### Items from a dataset
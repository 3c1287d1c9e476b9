//! Shared helpers for the integration tests: an in-memory SQLite database and a temporary
//! entity type directory.

#![allow(dead_code)]

use std::fs;
use std::path::Path;

use tempfile::{tempdir, TempDir};

use eav_sync::config::{
    CacheConfig, Config, DatabaseConfig, EntityTypesConfig, StorageConfig, SyncConfig,
};
use eav_sync::{DatabaseConnection, EavSyncClient, SyncOptions, SyncResult};

pub const CUSTOMER_EAV: &str = r#"
version = 1
label = "Customer"
storage_strategy = "eav"

[[attributes]]
code = "email"
backend_type = "varchar"
is_required = true
is_unique = true

[[attributes]]
code = "date_of_birth"
backend_type = "datetime"
"#;

pub const CUSTOMER_FLAT: &str = r#"
label = "Customer"
storage_strategy = "flat"

[[attributes]]
code = "email"
backend_type = "varchar"
is_unique = true

[[attributes]]
code = "is_verified"
backend_type = "int"
"#;

pub const CUSTOMER_FLAT_WITHOUT_VERIFIED: &str = r#"
label = "Customer"
storage_strategy = "flat"

[[attributes]]
code = "email"
backend_type = "varchar"
is_unique = true
"#;

pub struct TestEnv {
    pub dir: TempDir,
    pub client: EavSyncClient,
}

impl TestEnv {
    pub fn connection(&self) -> &DatabaseConnection {
        self.client.connection()
    }

    /// Replace the configuration of one entity type and make the client pick it up
    pub fn rewrite_entity_type(&self, code: &str, contents: &str) {
        write_entity_type(self.dir.path(), code, contents);
        self.client.reload_configuration().unwrap();
    }

    pub async fn sync(&self, code: &str, options: SyncOptions) -> SyncResult {
        self.client.sync(code, &options).await
    }

    /// Names of every table in the database, sorted
    pub async fn tables(&self) -> Vec<String> {
        self.connection()
            .fetch_text_rows(
                "SELECT name FROM sqlite_master WHERE type = 'table' AND name NOT LIKE 'sqlite_%' ORDER BY name",
                &[],
            )
            .await
            .unwrap()
            .into_iter()
            .filter_map(|row| row.into_iter().next().flatten())
            .collect()
    }

    /// Column names of one table, in definition order
    pub async fn columns(&self, table: &str) -> Vec<String> {
        self.connection()
            .fetch_text_rows(&format!("SELECT name FROM pragma_table_info('{}')", table), &[])
            .await
            .unwrap()
            .into_iter()
            .filter_map(|row| row.into_iter().next().flatten())
            .collect()
    }

    pub async fn count(&self, sql: &str) -> i64 {
        self.connection().fetch_i64(sql, &[]).await.unwrap()
    }
}

pub fn write_entity_type(dir: &Path, code: &str, contents: &str) {
    fs::write(dir.join(format!("{}.toml", code)), contents).unwrap();
}

pub fn config(dir: &Path) -> Config {
    Config {
        database: DatabaseConfig::sqlite_memory(),
        entity_types: EntityTypesConfig {
            directory: dir.to_string_lossy().to_string(),
        },
        sync: SyncConfig::default(),
        storage: StorageConfig::default(),
        cache: CacheConfig::default(),
        logging: None,
    }
}

/// Fresh database plus one configuration file per `(code, contents)` pair
pub async fn setup(entity_types: &[(&str, &str)]) -> TestEnv {
    let dir = tempdir().unwrap();
    for (code, contents) in entity_types {
        write_entity_type(dir.path(), code, contents);
    }
    let client = EavSyncClient::new(config(dir.path())).await.unwrap();
    TestEnv { dir, client }
}
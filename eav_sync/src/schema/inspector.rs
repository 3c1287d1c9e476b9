//! Database schema inspector
//!
//! Introspects the live database into a [`DatabaseSchema`]: tables, columns, primary keys and
//! secondary indexes. Every call builds a fresh snapshot.

use async_trait::async_trait;
use indexmap::IndexMap;
use sqlx::{FromRow, Pool, Postgres, Row, Sqlite};

use crate::db::connection::{DatabaseConnection, Dialect};
use crate::error::Result;
use crate::schema::types::{Column, DatabaseSchema, Index, PrimaryKey, Table};

/// Per-driver schema introspection
#[async_trait]
pub trait Inspector {
    /// Inspect the database schema
    async fn inspect_schema(&self, schema_name: Option<&str>) -> Result<DatabaseSchema>;

    /// Inspect table definitions
    async fn inspect_tables(&self, schema_name: Option<&str>) -> Result<IndexMap<String, Table>>;
}

/// Schema inspector for the configured connection
#[derive(Debug, Clone)]
pub struct SchemaInspector {
    connection: DatabaseConnection,
    schema_name: Option<String>,
}

impl SchemaInspector {
    /// Create a new schema inspector; `schema_name` only applies to Postgres
    pub fn new(connection: DatabaseConnection, schema_name: Option<String>) -> Self {
        Self {
            connection,
            schema_name,
        }
    }

    /// Inspect the current database schema
    pub async fn inspect(&self) -> Result<DatabaseSchema> {
        let schema = match &self.connection {
            DatabaseConnection::Postgres(pool) => {
                PostgresInspector { pool }
                    .inspect_schema(self.schema_name.as_deref())
                    .await?
            }
            DatabaseConnection::Sqlite(pool) => {
                SqliteInspector { pool }
                    .inspect_schema(self.schema_name.as_deref())
                    .await?
            }
        };

        tracing::debug!(
            driver = self.connection.dialect().name(),
            tables = schema.tables.len(),
            "Database schema inspected"
        );
        Ok(schema)
    }

    pub fn dialect(&self) -> Dialect {
        self.connection.dialect()
    }
}

// Row types for PostgreSQL queries. information_schema reports domain types, so every text
// column is cast explicitly.
#[derive(FromRow)]
struct TableRow {
    table_name: String,
}

#[derive(FromRow)]
struct ColumnRow {
    column_name: String,
    data_type: String,
    is_nullable: String,
    column_default: Option<String>,
    character_maximum_length: Option<i64>,
    numeric_precision: Option<i64>,
    numeric_scale: Option<i64>,
}

#[derive(FromRow)]
struct PrimaryKeyRow {
    constraint_name: String,
    column_name: String,
}

#[derive(FromRow)]
struct IndexRow {
    index_name: String,
    column_name: String,
    is_unique: bool,
}

/// PostgreSQL schema inspector
struct PostgresInspector<'a> {
    pool: &'a Pool<Postgres>,
}

#[async_trait]
impl<'a> Inspector for PostgresInspector<'a> {
    async fn inspect_schema(&self, schema_name: Option<&str>) -> Result<DatabaseSchema> {
        let schema = schema_name.unwrap_or("public");
        let mut db_schema = DatabaseSchema::new(Some(schema.to_string()));
        db_schema.tables = self.inspect_tables(Some(schema)).await?;
        Ok(db_schema)
    }

    async fn inspect_tables(&self, schema_name: Option<&str>) -> Result<IndexMap<String, Table>> {
        let schema = schema_name.unwrap_or("public");
        let mut tables = IndexMap::new();

        let sql = r#"
            SELECT table_name::text AS table_name
            FROM information_schema.tables
            WHERE table_schema = $1 AND table_type = 'BASE TABLE'
            ORDER BY table_name
        "#;

        let table_rows = sqlx::query_as::<_, TableRow>(sql)
            .bind(schema)
            .fetch_all(self.pool)
            .await?;

        for row in table_rows {
            let table_name = row.table_name;
            let mut table = Table::new(&table_name);

            let sql = r#"
                SELECT
                    column_name::text AS column_name,
                    data_type::text AS data_type,
                    is_nullable::text AS is_nullable,
                    column_default::text AS column_default,
                    character_maximum_length::int8 AS character_maximum_length,
                    numeric_precision::int8 AS numeric_precision,
                    numeric_scale::int8 AS numeric_scale
                FROM information_schema.columns
                WHERE table_schema = $1 AND table_name = $2
                ORDER BY ordinal_position
            "#;

            let column_rows = sqlx::query_as::<_, ColumnRow>(sql)
                .bind(schema)
                .bind(&table_name)
                .fetch_all(self.pool)
                .await?;

            for col in column_rows {
                let data_type = match (col.data_type.as_str(), col.character_maximum_length) {
                    ("character varying", Some(length)) => format!("varchar({})", length),
                    ("numeric", _) => match (col.numeric_precision, col.numeric_scale) {
                        (Some(precision), Some(scale)) => format!("decimal({},{})", precision, scale),
                        _ => "decimal".to_string(),
                    },
                    _ => col.data_type.clone(),
                };

                let auto_increment = col
                    .column_default
                    .as_deref()
                    .map_or(false, |default| default.starts_with("nextval("));

                table.add_column(Column {
                    name: col.column_name,
                    data_type,
                    nullable: col.is_nullable == "YES",
                    default: if auto_increment { None } else { col.column_default },
                    auto_increment,
                });
            }

            let sql = r#"
                SELECT
                    tc.constraint_name::text AS constraint_name,
                    kcu.column_name::text AS column_name
                FROM
                    information_schema.table_constraints tc
                JOIN information_schema.key_column_usage kcu
                    ON tc.constraint_name = kcu.constraint_name
                    AND tc.table_schema = kcu.table_schema
                WHERE
                    tc.constraint_type = 'PRIMARY KEY'
                    AND tc.table_schema = $1
                    AND tc.table_name = $2
                ORDER BY kcu.ordinal_position
            "#;

            let pk_rows = sqlx::query_as::<_, PrimaryKeyRow>(sql)
                .bind(schema)
                .bind(&table_name)
                .fetch_all(self.pool)
                .await?;

            if let Some(first) = pk_rows.first() {
                table.set_primary_key(PrimaryKey {
                    name: Some(first.constraint_name.clone()),
                    columns: pk_rows.iter().map(|r| r.column_name.clone()).collect(),
                });
            }

            let sql = r#"
                SELECT
                    i.relname::text AS index_name,
                    a.attname::text AS column_name,
                    ix.indisunique AS is_unique
                FROM
                    pg_index ix
                JOIN pg_class i ON i.oid = ix.indexrelid
                JOIN pg_class t ON t.oid = ix.indrelid
                JOIN pg_attribute a ON a.attrelid = t.oid AND a.attnum = ANY(ix.indkey)
                JOIN pg_namespace n ON n.oid = t.relnamespace
                WHERE
                    t.relname = $1
                    AND n.nspname = $2
                    AND NOT ix.indisprimary
                ORDER BY i.relname, array_position(ix.indkey::int2[], a.attnum)
            "#;

            let index_rows = sqlx::query_as::<_, IndexRow>(sql)
                .bind(&table_name)
                .bind(schema)
                .fetch_all(self.pool)
                .await?;

            let mut indexes: IndexMap<String, Index> = IndexMap::new();
            for row in index_rows {
                indexes
                    .entry(row.index_name.clone())
                    .or_insert_with(|| Index {
                        name: row.index_name.clone(),
                        columns: Vec::new(),
                        is_unique: row.is_unique,
                    })
                    .columns
                    .push(row.column_name);
            }
            table.indexes = indexes.into_values().collect();

            tables.insert(table_name, table);
        }

        Ok(tables)
    }
}

/// SQLite schema inspector
struct SqliteInspector<'a> {
    pool: &'a Pool<Sqlite>,
}

#[async_trait]
impl<'a> Inspector for SqliteInspector<'a> {
    async fn inspect_schema(&self, schema_name: Option<&str>) -> Result<DatabaseSchema> {
        let mut db_schema = DatabaseSchema::new(None);
        db_schema.tables = self.inspect_tables(schema_name).await?;
        Ok(db_schema)
    }

    async fn inspect_tables(&self, _schema_name: Option<&str>) -> Result<IndexMap<String, Table>> {
        let mut tables = IndexMap::new();

        let sql = r#"
            SELECT name AS table_name FROM sqlite_master
            WHERE type = 'table' AND name NOT LIKE 'sqlite_%'
            ORDER BY name
        "#;
        let table_rows = sqlx::query_as::<_, TableRow>(sql)
            .fetch_all(self.pool)
            .await?;

        for row in table_rows {
            let table_name = row.table_name;
            let mut table = Table::new(&table_name);
            let quoted = Dialect::Sqlite.quote(&table_name);

            let pragma = format!("PRAGMA table_info({})", quoted);
            let columns = sqlx::query(&pragma).fetch_all(self.pool).await?;

            let mut pk_columns: Vec<(i64, String)> = Vec::new();
            for col in columns {
                let name: String = col.try_get("name")?;
                let data_type: String = col.try_get("type")?;
                let notnull: i64 = col.try_get("notnull")?;
                let dflt_value: Option<String> = col.try_get("dflt_value")?;
                let pk: i64 = col.try_get("pk")?;

                // Only an INTEGER PRIMARY KEY aliases the auto-assigned rowid
                let auto_increment = pk > 0 && data_type.eq_ignore_ascii_case("integer");
                if pk > 0 {
                    pk_columns.push((pk, name.clone()));
                }

                table.add_column(Column {
                    name,
                    data_type,
                    nullable: notnull == 0 && pk == 0,
                    default: dflt_value,
                    auto_increment,
                });
            }

            if !pk_columns.is_empty() {
                pk_columns.sort();
                table.set_primary_key(PrimaryKey {
                    name: None,
                    columns: pk_columns.into_iter().map(|(_, name)| name).collect(),
                });
            }

            let pragma = format!("PRAGMA index_list({})", quoted);
            let index_rows = sqlx::query(&pragma).fetch_all(self.pool).await?;

            for index_row in index_rows {
                let index_name: String = index_row.try_get("name")?;
                let unique: i64 = index_row.try_get("unique")?;
                let origin: String = index_row.try_get("origin")?;

                // Implicit indexes belong to the primary key or to inline constraints
                if origin == "pk" || index_name.starts_with("sqlite_autoindex") {
                    continue;
                }

                let pragma = format!("PRAGMA index_info({})", Dialect::Sqlite.quote(&index_name));
                let mut index_columns: Vec<(i64, String)> = Vec::new();
                for info in sqlx::query(&pragma).fetch_all(self.pool).await? {
                    let seqno: i64 = info.try_get("seqno")?;
                    let name: Option<String> = info.try_get("name")?;
                    if let Some(name) = name {
                        index_columns.push((seqno, name));
                    }
                }
                index_columns.sort();

                table.add_index(Index {
                    name: index_name,
                    columns: index_columns.into_iter().map(|(_, name)| name).collect(),
                    is_unique: unique != 0,
                });
            }
            table.indexes.sort_by(|a, b| a.name.cmp(&b.name));

            tables.insert(table_name, table);
        }

        Ok(tables)
    }
}

#[cfg(test)]
mod tests {
    use super::*;
    use crate::config::DatabaseConfig;
    use pretty_assertions::assert_eq;

    #[tokio::test]
    async fn sqlite_inspection_reports_columns_keys_and_indexes() {
        let conn = DatabaseConnection::connect(&DatabaseConfig::sqlite_memory())
            .await
            .unwrap();
        conn.execute(
            "CREATE TABLE customer_entity (\
                id INTEGER PRIMARY KEY AUTOINCREMENT, \
                email VARCHAR(255), \
                created_at TIMESTAMP NOT NULL DEFAULT CURRENT_TIMESTAMP)",
        )
        .await
        .unwrap();
        conn.execute("CREATE UNIQUE INDEX uq_customer_entity_email ON customer_entity (email)")
            .await
            .unwrap();

        let schema = SchemaInspector::new(conn, None).inspect().await.unwrap();
        let table = schema.table("customer_entity").unwrap();

        assert_eq!(table.column_names(), vec!["id", "email", "created_at"]);
        assert!(table.column("id").unwrap().auto_increment);
        assert!(!table.column("created_at").unwrap().nullable);
        assert_eq!(
            table.column("created_at").unwrap().default.as_deref(),
            Some("CURRENT_TIMESTAMP")
        );
        assert_eq!(
            table.primary_key.as_ref().unwrap().columns,
            vec!["id".to_string()]
        );
        assert_eq!(
            table.indexes,
            vec![Index::unique("uq_customer_entity_email", &["email"])]
        );
        // AUTOINCREMENT creates sqlite_sequence, which is never reported
        assert!(!schema.has_table("sqlite_sequence"));
    }
}
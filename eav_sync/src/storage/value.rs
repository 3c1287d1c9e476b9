//! Polymorphic attribute values

use std::fmt;

use chrono::NaiveDateTime;
use serde::{Deserialize, Serialize};

use crate::entity::types::BackendType;

/// Formats accepted when reading timestamps back from storage or user input
const DATETIME_FORMATS: [&str; 2] = ["%Y-%m-%d %H:%M:%S%.f", "%Y-%m-%dT%H:%M:%S%.f"];

/// A typed attribute value
#[derive(Debug, Clone, PartialEq, Serialize, Deserialize)]
#[serde(tag = "type", content = "value", rename_all = "lowercase")]
pub enum AttributeValue {
    Null,
    Text(String),
    Integer(i64),
    Decimal(f64),
    DateTime(NaiveDateTime),
}

impl AttributeValue {
    pub fn text(value: impl Into<String>) -> Self {
        AttributeValue::Text(value.into())
    }

    pub fn is_null(&self) -> bool {
        matches!(self, AttributeValue::Null)
    }

    pub fn as_str(&self) -> Option<&str> {
        match self {
            AttributeValue::Text(value) => Some(value),
            _ => None,
        }
    }

    pub fn as_i64(&self) -> Option<i64> {
        match self {
            AttributeValue::Integer(value) => Some(*value),
            _ => None,
        }
    }

    /// Numeric view used by `min`/`max` rules
    pub fn as_f64(&self) -> Option<f64> {
        match self {
            AttributeValue::Integer(value) => Some(*value as f64),
            AttributeValue::Decimal(value) => Some(*value),
            _ => None,
        }
    }

    pub fn type_name(&self) -> &'static str {
        match self {
            AttributeValue::Null => "null",
            AttributeValue::Text(_) => "text",
            AttributeValue::Integer(_) => "integer",
            AttributeValue::Decimal(_) => "decimal",
            AttributeValue::DateTime(_) => "datetime",
        }
    }

    /// Coerce loosely typed input (configuration defaults, JSON payloads) into the value
    /// shape a backend type stores. Returns `None` when the input cannot represent one.
    pub fn coerce(value: &serde_json::Value, backend_type: BackendType) -> Option<Self> {
        use serde_json::Value as Json;

        if value.is_null() {
            return Some(AttributeValue::Null);
        }

        match backend_type {
            BackendType::Varchar | BackendType::Text => match value {
                Json::String(s) => Some(AttributeValue::Text(s.clone())),
                Json::Number(n) => Some(AttributeValue::Text(n.to_string())),
                Json::Bool(b) => Some(AttributeValue::Text(if *b { "1" } else { "0" }.to_string())),
                _ => None,
            },
            BackendType::Int => match value {
                Json::Number(n) => n.as_i64().map(AttributeValue::Integer),
                Json::String(s) => s.trim().parse().ok().map(AttributeValue::Integer),
                Json::Bool(b) => Some(AttributeValue::Integer(i64::from(*b))),
                _ => None,
            },
            BackendType::Decimal => match value {
                Json::Number(n) => n.as_f64().map(AttributeValue::Decimal),
                Json::String(s) => s
                    .trim()
                    .parse::<f64>()
                    .ok()
                    .filter(|v| v.is_finite())
                    .map(AttributeValue::Decimal),
                _ => None,
            },
            BackendType::Datetime => match value {
                Json::String(s) => parse_datetime(s).map(AttributeValue::DateTime),
                _ => None,
            },
        }
    }
}

impl fmt::Display for AttributeValue {
    fn fmt(&self, f: &mut fmt::Formatter<'_>) -> fmt::Result {
        match self {
            AttributeValue::Null => f.write_str("NULL"),
            AttributeValue::Text(value) => f.write_str(value),
            AttributeValue::Integer(value) => write!(f, "{}", value),
            AttributeValue::Decimal(value) => write!(f, "{}", value),
            AttributeValue::DateTime(value) => write!(f, "{}", value.format("%Y-%m-%d %H:%M:%S%.f")),
        }
    }
}

impl From<&str> for AttributeValue {
    fn from(value: &str) -> Self {
        AttributeValue::Text(value.to_string())
    }
}

impl From<String> for AttributeValue {
    fn from(value: String) -> Self {
        AttributeValue::Text(value)
    }
}

impl From<i64> for AttributeValue {
    fn from(value: i64) -> Self {
        AttributeValue::Integer(value)
    }
}

impl From<f64> for AttributeValue {
    fn from(value: f64) -> Self {
        AttributeValue::Decimal(value)
    }
}

impl From<NaiveDateTime> for AttributeValue {
    fn from(value: NaiveDateTime) -> Self {
        AttributeValue::DateTime(value)
    }
}

/// Parse a timestamp as written by either supported database
pub fn parse_datetime(raw: &str) -> Option<NaiveDateTime> {
    let raw = raw.trim();
    DATETIME_FORMATS
        .iter()
        .find_map(|format| NaiveDateTime::parse_from_str(raw, format).ok())
}

#[cfg(test)]
mod tests {
    use super::*;
    use serde_json::json;

    #[test]
    fn coercion_follows_backend_type() {
        assert_eq!(
            AttributeValue::coerce(&json!(42), BackendType::Varchar),
            Some(AttributeValue::text("42"))
        );
        assert_eq!(
            AttributeValue::coerce(&json!("17"), BackendType::Int),
            Some(AttributeValue::Integer(17))
        );
        assert_eq!(AttributeValue::coerce(&json!("abc"), BackendType::Int), None);
        assert_eq!(
            AttributeValue::coerce(&json!("12.5"), BackendType::Decimal),
            Some(AttributeValue::Decimal(12.5))
        );
        assert_eq!(AttributeValue::coerce(&json!([1]), BackendType::Text), None);
        assert_eq!(
            AttributeValue::coerce(&json!(null), BackendType::Datetime),
            Some(AttributeValue::Null)
        );
    }

    #[test]
    fn datetimes_parse_with_and_without_fraction() {
        let plain = parse_datetime("2024-03-01 10:15:00").unwrap();
        let fraction = parse_datetime("2024-03-01 10:15:00.250").unwrap();
        let iso = parse_datetime("2024-03-01T10:15:00").unwrap();

        assert_eq!(plain, iso);
        assert!(fraction > plain);
        assert!(parse_datetime("yesterday").is_none());
    }
}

### Description of the task
Where the string "trim" occurs in a line above, count that line, and report solely the final figure.

### Answer to this problem
3